» **Material provided**:

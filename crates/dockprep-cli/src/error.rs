use dockprep::engine::error::EngineError;
use std::path::PathBuf;
use thiserror::Error;

pub type Result<T> = std::result::Result<T, CliError>;

#[derive(Debug, Error)]
pub enum CliError {
    #[error(transparent)]
    Engine(#[from] EngineError),

    #[error("Failed to parse file '{path}': {source}", path = path.display())]
    FileParsing {
        path: PathBuf,
        #[source]
        source: anyhow::Error,
    },

    #[error("Failed to write file '{path}': {source}", path = path.display())]
    FileWriting {
        path: PathBuf,
        #[source]
        source: anyhow::Error,
    },

    #[error("I/O error: {0}")]
    Io(#[from] std::io::Error),

    #[error("Invalid argument: {0}")]
    Argument(String),

    #[error(transparent)]
    Other(#[from] anyhow::Error),
}
pub mod bonds;
pub mod element;
pub mod gasteiger;
pub mod hydrogens;
pub mod typing;
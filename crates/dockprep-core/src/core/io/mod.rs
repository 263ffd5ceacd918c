//! File I/O for molecular structure formats.
//!
//! [`pdb`] reads PDB files (including PDBQT-style charge and type columns);
//! [`pdbqt`] writes the prepared receptor. Both speak through the reader/writer
//! traits in [`traits`].

pub mod pdb;
pub mod pdbqt;
pub mod traits;
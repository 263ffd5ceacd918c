//! The receptor preparation workflow.
//!
//! Runs the configured pipeline over a molecular system: structural repairs,
//! AutoDock typing, partial charge assignment, cleanup, and the output write.
//! The caller captures any charges to preserve beforehand and passes them in;
//! the workflow restores them so the written file honors the record.

use crate::core::chem::bonds::{build_bonds_by_distance, connect_isolated_atoms};
use crate::core::chem::gasteiger::assign_gasteiger_charges;
use crate::core::chem::hydrogens::{add_polar_hydrogens, has_hydrogens};
use crate::core::chem::typing::assign_autodock_types;
use crate::core::io::pdbqt::PdbqtFile;
use crate::core::io::traits::StructureWriter;
use crate::core::models::system::MolecularSystem;
use crate::engine::cleanup;
use crate::engine::config::{
    ChargePolicy, PreparationConfig, PreparationMode, PreservedCharges, RepairPolicy,
};
use crate::engine::error::EngineError;
use crate::engine::progress::{Progress, ProgressReporter};
use std::path::PathBuf;
use tracing::{info, instrument};

/// Per-stage counts from a preparation run.
#[derive(Debug, Clone, Default, PartialEq, Eq)]
pub struct PreparationReport {
    pub bonds_added: usize,
    pub hydrogens_added: usize,
    pub atoms_typed: usize,
    pub atoms_charged: usize,
    pub charges_preserved: usize,
    pub hydrogens_merged: usize,
    pub lone_pairs_merged: usize,
    pub waters_removed: usize,
    pub chains_removed: usize,
    pub altloc_atoms_removed: usize,
    pub nonstd_residues_removed: usize,
    /// Where the output landed, if this run wrote it.
    pub output_path: Option<PathBuf>,
}

/// Runs receptor preparation over `system` according to `config`.
///
/// `preserved` holds the charges captured by the caller before the run; after
/// charge assignment each recorded atom is reset to its recorded value, so the
/// output file agrees with what the caller will restore. In interactive mode the
/// output write is skipped and left to the caller.
#[instrument(skip_all, name = "preparation_workflow")]
pub fn run(
    system: &mut MolecularSystem,
    config: &PreparationConfig,
    preserved: &PreservedCharges,
    reporter: &ProgressReporter,
) -> Result<PreparationReport, EngineError> {
    let mut report = PreparationReport::default();

    reporter.report(Progress::StageStart { name: "repairs" });
    match config.repairs {
        RepairPolicy::BondsHydrogens => {
            report.bonds_added = connect_isolated_atoms(system);
            report.hydrogens_added = add_polar_hydrogens(system);
        }
        RepairPolicy::Bonds => {
            report.bonds_added = connect_isolated_atoms(system);
        }
        RepairPolicy::Hydrogens => {
            report.hydrogens_added = add_polar_hydrogens(system);
        }
        RepairPolicy::CheckHydrogens => {
            if !has_hydrogens(system) {
                report.hydrogens_added = add_polar_hydrogens(system);
            }
        }
        RepairPolicy::None => {}
    }
    if report.hydrogens_added > 0 {
        // New hydrogens need bonds before typing and charge equalization can
        // see them; the pass is idempotent for everything already bonded.
        build_bonds_by_distance(system);
    }
    info!(
        bonds = report.bonds_added,
        hydrogens = report.hydrogens_added,
        "Structural repairs complete."
    );
    reporter.report(Progress::StageFinish);

    reporter.report(Progress::StageStart { name: "typing" });
    report.atoms_typed = assign_autodock_types(system);
    reporter.report(Progress::StageFinish);

    reporter.report(Progress::StageStart { name: "charges" });
    match config.charges {
        ChargePolicy::Gasteiger => {
            report.atoms_charged = assign_gasteiger_charges(system);
            for (&atom_id, (set_name, value)) in preserved {
                if let Some(atom) = system.atom_mut(atom_id) {
                    atom.force_charge(set_name, *value);
                    report.charges_preserved += 1;
                }
            }
            info!(
                charged = report.atoms_charged,
                preserved = report.charges_preserved,
                "Assigned Gasteiger charges."
            );
        }
        ChargePolicy::PreserveInput => {
            info!("Charge addition disabled; keeping input charges.");
        }
    }
    reporter.report(Progress::StageFinish);

    reporter.report(Progress::StageStart { name: "cleanup" });
    if config.cleanup.merge_nonpolar_hydrogens {
        report.hydrogens_merged = cleanup::merge_nonpolar_hydrogens(system);
    }
    if config.cleanup.merge_lone_pairs {
        report.lone_pairs_merged = cleanup::merge_lone_pairs(system);
    }
    if config.cleanup.remove_waters {
        report.waters_removed = cleanup::remove_waters(system);
    }
    if config.cleanup.remove_nonstd_chains {
        report.chains_removed = cleanup::remove_nonstd_chains(system);
    }
    if config.cleanup.delete_alt_b {
        report.altloc_atoms_removed = cleanup::delete_alt_b(system);
    }
    if config.delete_nonstd_residues {
        report.nonstd_residues_removed = cleanup::delete_nonstd_residues(system);
    }
    info!(
        hydrogens_merged = report.hydrogens_merged,
        waters_removed = report.waters_removed,
        chains_removed = report.chains_removed,
        "Cleanup complete."
    );
    reporter.report(Progress::StageFinish);

    if config.mode == PreparationMode::Automatic {
        reporter.report(Progress::StageStart { name: "output" });
        PdbqtFile::write_to_path(system, &config.output_path).map_err(|source| {
            EngineError::OutputWrite {
                path: config.output_path.clone(),
                source,
            }
        })?;
        info!(path = %config.output_path.display(), "Wrote prepared receptor.");
        report.output_path = Some(config.output_path.clone());
        reporter.report(Progress::StageFinish);
    }

    Ok(report)
}
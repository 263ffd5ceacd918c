//! # dockprep Core Library
//!
//! A library for preparing macromolecular receptor structures for molecular docking,
//! covering structural repair, partial-charge assignment, and cleanup of non-essential
//! atoms, with PDBQT output suitable for AutoDock-family programs.
//!
//! ## Architectural Philosophy
//!
//! The library is split into three layers with a strict separation of concerns:
//!
//! - **[`core`]: The Foundation.** Stateless data models (`MolecularSystem`), the
//!   chemistry toolbox (bond inference, hydrogen placement, Gasteiger charges), and
//!   structure file I/O.
//!
//! - **[`engine`]: The Logic Core.** Preparation policies and their application:
//!   repair, charge, and cleanup configuration, plus progress reporting.
//!
//! - **[`workflows`]: The Public API.** The highest-level, user-facing layer. It ties
//!   the `engine` and `core` together into the complete receptor preparation
//!   procedure invoked by front ends.

pub mod core;
pub mod engine;
pub mod workflows;
use clap::{Args, Parser};
use std::path::PathBuf;

const HELP_TEMPLATE: &str = "\
{before-help}{name} {version}
{about-with-newline}
{usage-heading} {usage}

{all-args}{after-help}
";

#[derive(Parser, Debug)]
#[command(
    name = "prepare-receptor",
    version,
    about = "Prepares a macromolecular receptor for docking: repairs the structure, assigns partial charges, removes non-essential atoms, and writes a PDBQT file.",
    help_template = HELP_TEMPLATE,
)]
pub struct Cli {
    #[command(flatten)]
    pub args: PrepareArgs,

    /// Increase verbosity level (-v for INFO, -vv for DEBUG, -vvv for TRACE)
    #[arg(short, long, action = clap::ArgAction::Count)]
    pub verbose: u8,

    /// Suppress all log output except for errors
    #[arg(short, long, conflicts_with = "verbose")]
    pub quiet: bool,

    /// Write logs to a specified file in addition to the console output
    #[arg(long, value_name = "PATH")]
    pub log_file: Option<PathBuf>,
}

/// Arguments for a receptor preparation run.
#[derive(Args, Debug, Clone)]
pub struct PrepareArgs {
    /// Path to the input receptor structure (PDB, or PDBQT-style columns).
    #[arg(short, long, required = true, value_name = "PATH")]
    pub receptor: PathBuf,

    /// Path for the output PDBQT file. Defaults to `<molecule name>.pdbqt`.
    #[arg(short, long, value_name = "PATH")]
    pub output: Option<PathBuf>,

    /// Structural repairs to attempt:
    /// bonds_hydrogens, bonds, hydrogens, checkhydrogens, or None.
    #[arg(short = 'A', long, default_value = "checkhydrogens", value_name = "POLICY")]
    pub repairs: String,

    /// Preserve all input charges, i.e. do not add new charges.
    #[arg(short = 'C', long)]
    pub preserve_input_charges: bool,

    /// Preserve the input charges of all atoms with this AutoDock type
    /// (e.g. -p Zn). May be given multiple times.
    #[arg(short = 'p', long = "preserve", value_name = "TYPE")]
    pub preserve: Vec<String>,

    /// Cleanup to perform, as an underscore-joined token list out of
    /// nphs, lps, waters, nonstdres, deleteAltB.
    #[arg(
        short = 'U',
        long,
        default_value = "nphs_lps_waters_nonstdres",
        value_name = "SPEC"
    )]
    pub cleanup: String,

    /// Delete every nonstandard residue from any chain.
    #[arg(short = 'e', long)]
    pub delete_nonstd_residues: bool,

    /// Preparation mode: automatic writes the output itself, interactive
    /// leaves the write to the wrapper.
    #[arg(short = 'M', long, default_value = "automatic", value_name = "MODE")]
    pub mode: String,
}
//! Cleanup passes that strip non-essential atoms from a prepared receptor.
//!
//! Each pass maps to one token of the cleanup option. Passes that delete charged
//! atoms fold the charge into the bonded heavy atom first, so the total charge
//! of the system is conserved.

use crate::core::chem::element::Element;
use crate::core::models::ids::{AtomId, ChainId, ResidueId};
use crate::core::models::system::MolecularSystem;
use tracing::debug;

/// Deletes every nonpolar hydrogen, merging its charge into the bonded carbon.
///
/// Returns the number of hydrogens removed.
pub fn merge_nonpolar_hydrogens(system: &mut MolecularSystem) -> usize {
    let doomed: Vec<(AtomId, AtomId)> = system
        .atoms_iter()
        .filter(|(_, atom)| atom.is_hydrogen())
        .filter_map(|(atom_id, _)| {
            let neighbors = system.get_bonded_neighbors(atom_id)?;
            let carbon = neighbors
                .iter()
                .find(|&&id| system.atom(id).is_some_and(|a| a.element == Element::C))?;
            Some((atom_id, *carbon))
        })
        .collect();

    let removed = doomed.len();
    for (hydrogen_id, carbon_id) in doomed {
        let Some(hydrogen) = system.remove_atom(hydrogen_id) else {
            continue;
        };
        if let Some((_, charge)) = hydrogen.active_charge() {
            if let Some(carbon) = system.atom_mut(carbon_id) {
                carbon.merge_charge(charge);
            }
        }
    }
    debug!(removed, "Merged nonpolar hydrogens");
    removed
}

/// Deletes lone-pair pseudo-atoms, merging each charge into its parent atom.
///
/// Returns the number of pseudo-atoms removed.
pub fn merge_lone_pairs(system: &mut MolecularSystem) -> usize {
    let doomed: Vec<(AtomId, Option<AtomId>)> = system
        .atoms_iter()
        .filter(|(_, atom)| atom.element == Element::Lp)
        .map(|(atom_id, _)| {
            let parent = system
                .get_bonded_neighbors(atom_id)
                .and_then(|n| n.first().copied());
            (atom_id, parent)
        })
        .collect();

    let removed = doomed.len();
    for (lp_id, parent_id) in doomed {
        let Some(lone_pair) = system.remove_atom(lp_id) else {
            continue;
        };
        if let (Some((_, charge)), Some(parent_id)) = (lone_pair.active_charge(), parent_id) {
            if let Some(parent) = system.atom_mut(parent_id) {
                parent.merge_charge(charge);
            }
        }
    }
    debug!(removed, "Merged lone pairs");
    removed
}

/// Removes every water residue.
///
/// Returns the number of residues removed.
pub fn remove_waters(system: &mut MolecularSystem) -> usize {
    let doomed: Vec<ResidueId> = system
        .residues_iter()
        .filter(|(_, residue)| residue.is_water())
        .map(|(id, _)| id)
        .collect();

    let removed = doomed.len();
    for residue_id in doomed {
        system.remove_residue(residue_id);
    }
    debug!(removed, "Removed water residues");
    removed
}

/// Removes every chain composed entirely of nonstandard residues.
///
/// Returns the number of chains removed.
pub fn remove_nonstd_chains(system: &mut MolecularSystem) -> usize {
    let doomed: Vec<ChainId> = system
        .chains_iter()
        .filter(|(_, chain)| {
            !chain.residues().is_empty()
                && chain.residues().iter().all(|&residue_id| {
                    system
                        .residue(residue_id)
                        .is_none_or(|r| !r.is_standard())
                })
        })
        .map(|(id, _)| id)
        .collect();

    let removed = doomed.len();
    for chain_id in doomed {
        system.remove_chain(chain_id);
    }
    debug!(removed, "Removed nonstandard chains");
    removed
}

/// Deletes alternate-location B atoms and clears the marker on the survivors.
///
/// Returns the number of atoms removed.
pub fn delete_alt_b(system: &mut MolecularSystem) -> usize {
    let doomed: Vec<AtomId> = system
        .atoms_iter()
        .filter(|(_, atom)| atom.alt_loc == Some('B'))
        .map(|(id, _)| id)
        .collect();

    let removed = doomed.len();
    for atom_id in doomed {
        system.remove_atom(atom_id);
    }
    for (_, atom) in system.atoms_iter_mut() {
        atom.alt_loc = None;
    }
    debug!(removed, "Deleted altloc-B atoms");
    removed
}

/// Removes every residue whose name is not in the standard set, from any chain.
///
/// Returns the number of residues removed.
pub fn delete_nonstd_residues(system: &mut MolecularSystem) -> usize {
    let doomed: Vec<ResidueId> = system
        .residues_iter()
        .filter(|(_, residue)| !residue.is_standard())
        .map(|(id, _)| id)
        .collect();

    let removed = doomed.len();
    for residue_id in doomed {
        system.remove_residue(residue_id);
    }
    debug!(removed, "Deleted nonstandard residues");
    removed
}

» **Task details**: Among the records above, a stretch begins at the line containing "pub mod traits;" and ends at the line containing "value, so the". Restate that stretch word for word, and nothing else.

» **The completed task**:
pub mod traits;
repository 263ffd5ceacd918c
//! The receptor preparation workflow.
//!
//! Runs the configured pipeline over a molecular system: structural repairs,
//! AutoDock typing, partial charge assignment, cleanup, and the output write.
//! The caller captures any charges to preserve beforehand and passes them in;
//! the workflow restores them so the written file honors the record.

use crate::core::chem::bonds::{build_bonds_by_distance, connect_isolated_atoms};
use crate::core::chem::gasteiger::assign_gasteiger_charges;
use crate::core::chem::hydrogens::{add_polar_hydrogens, has_hydrogens};
use crate::core::chem::typing::assign_autodock_types;
use crate::core::io::pdbqt::PdbqtFile;
use crate::core::io::traits::StructureWriter;
use crate::core::models::system::MolecularSystem;
use crate::engine::cleanup;
use crate::engine::config::{
    ChargePolicy, PreparationConfig, PreparationMode, PreservedCharges, RepairPolicy,
};
use crate::engine::error::EngineError;
use crate::engine::progress::{Progress, ProgressReporter};
use std::path::PathBuf;
use tracing::{info, instrument};

/// Per-stage counts from a preparation run.
#[derive(Debug, Clone, Default, PartialEq, Eq)]
pub struct PreparationReport {
    pub bonds_added: usize,
    pub hydrogens_added: usize,
    pub atoms_typed: usize,
    pub atoms_charged: usize,
    pub charges_preserved: usize,
    pub hydrogens_merged: usize,
    pub lone_pairs_merged: usize,
    pub waters_removed: usize,
    pub chains_removed: usize,
    pub altloc_atoms_removed: usize,
    pub nonstd_residues_removed: usize,
    /// Where the output landed, if this run wrote it.
    pub output_path: Option<PathBuf>,
}

/// Runs receptor preparation over `system` according to `config`.
///
/// `preserved` holds the charges captured by the caller before the run; after
/// charge assignment each recorded atom is reset to its recorded value, so the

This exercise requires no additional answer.